## Problem to solve
The lines from the first line of the entries through the line containing "pub(crate) async fn" are to be repeated exactly, with both of those lines included.

== Record set ==

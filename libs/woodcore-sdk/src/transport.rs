use std::sync::Arc;

use bytes::Bytes;
use http::header::{ACCEPT, AUTHORIZATION, CONTENT_TYPE, HeaderValue};
use serde_json::Value;
use tracing::debug;

use crate::config::ClientConfig;
use crate::error::Error;
use crate::request::RequestDescriptor;

/// HTTP transport that sends descriptors to the configured WoodCore host
#[derive(Clone)]
pub(crate) struct Transport {
    http_client: reqwest::Client,
    config: Arc<ClientConfig>,
}

impl Transport {
    pub(crate) fn new(http_client: reqwest::Client, config: Arc<ClientConfig>) -> Self {
        Self {
            http_client,
            config,
        }
    }

    pub(crate) fn config(&self) -> &ClientConfig {
        &self.config
    }

    /// Send one request and return the parsed body of a successful response.
    pub(crate) async fn send(&self, descriptor: &RequestDescriptor) -> Result<Value, Error> {
        // Build URL: {base_url}{path}?{query}
        let mut url = self.config.url_for(descriptor.path())?;
        let pairs = descriptor.query_pairs();
        if !pairs.is_empty() {
            url.query_pairs_mut().extend_pairs(pairs);
        }

        let mut authorization = HeaderValue::from_str(&self.config.bearer())
            .map_err(|e| Error::Configuration(format!("Invalid API key: {e}")))?;
        authorization.set_sensitive(true);

        let mut req_builder = self
            .http_client
            .request(descriptor.method().clone(), url)
            .header(AUTHORIZATION, authorization)
            .header(ACCEPT, HeaderValue::from_static("application/json"));

        if let Some(body) = descriptor.body() {
            let bytes = serde_json::to_vec(body)
                .map_err(|e| Error::InvalidRequest(format!("Unserializable body: {e}")))?;
            req_builder = req_builder
                .header(CONTENT_TYPE, HeaderValue::from_static("application/json"))
                .body(bytes);
        }

        debug!(
            method = %descriptor.method(),
            path = descriptor.path(),
            environment = self.config.environment().as_str(),
            "dispatching request"
        );

        let resp = req_builder.send().await.map_err(|e| {
            let err = Error::from_transport(&e);
            debug!(path = descriptor.path(), error = %err, "request failed without a response");
            err
        })?;

        let status = resp.status();
        if !status.is_success() {
            // The status decides the outcome; an unreadable error body only loses the message.
            let body = resp
                .bytes()
                .await
                .map(|bytes| parse_body(&bytes))
                .unwrap_or(Value::Null);
            let err = Error::from_response(status, &body);
            debug!(path = descriptor.path(), status = status.as_u16(), error = %err, "request rejected");
            return Err(err);
        }

        let bytes = resp.bytes().await.map_err(|e| Error::from_body_read(&e))?;
        Ok(parse_body(&bytes))
    }
}

/// Build the pooled HTTP client shared by every executor of one facade.
pub(crate) fn build_http_client(config: &ClientConfig) -> Result<reqwest::Client, Error> {
    let mut builder =
        reqwest::Client::builder().user_agent(concat!("woodcore-sdk/", env!("CARGO_PKG_VERSION")));
    if let Some(timeout) = config.timeout() {
        builder = builder.timeout(timeout);
    }
    builder
        .build()
        .map_err(|e| Error::Configuration(format!("HTTP client: {e}")))
}

/// Empty bodies read as `null`, non-JSON bodies as a JSON string.
fn parse_body(bytes: &Bytes) -> Value {
    if bytes.is_empty() {
        return Value::Null;
    }
    serde_json::from_slice(bytes)
        .unwrap_or_else(|_| Value::String(String::from_utf8_lossy(bytes).into_owned()))
}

===

## Exercise answer
filename libs/woodcore-sdk/src/transport.rs
use std::sync::Arc;

use bytes::Bytes;
use http::header::{ACCEPT, AUTHORIZATION, CONTENT_TYPE, HeaderValue};
use serde_json::Value;
use tracing::debug;

use crate::config::ClientConfig;
use crate::error::Error;
use crate::request::RequestDescriptor;

/// HTTP transport that sends descriptors to the configured WoodCore host
#[derive(Clone)]
pub(crate) struct Transport {
    http_client: reqwest::Client,
    config: Arc<ClientConfig>,
}

impl Transport {
    pub(crate) fn new(http_client: reqwest::Client, config: Arc<ClientConfig>) -> Self {
        Self {
            http_client,
            config,
        }
    }

    pub(crate) fn config(&self) -> &ClientConfig {
        &self.config
    }

    /// Send one request and return the parsed body of a successful response.
    pub(crate) async fn send(&self, descriptor: &RequestDescriptor) -> Result<Value, Error> {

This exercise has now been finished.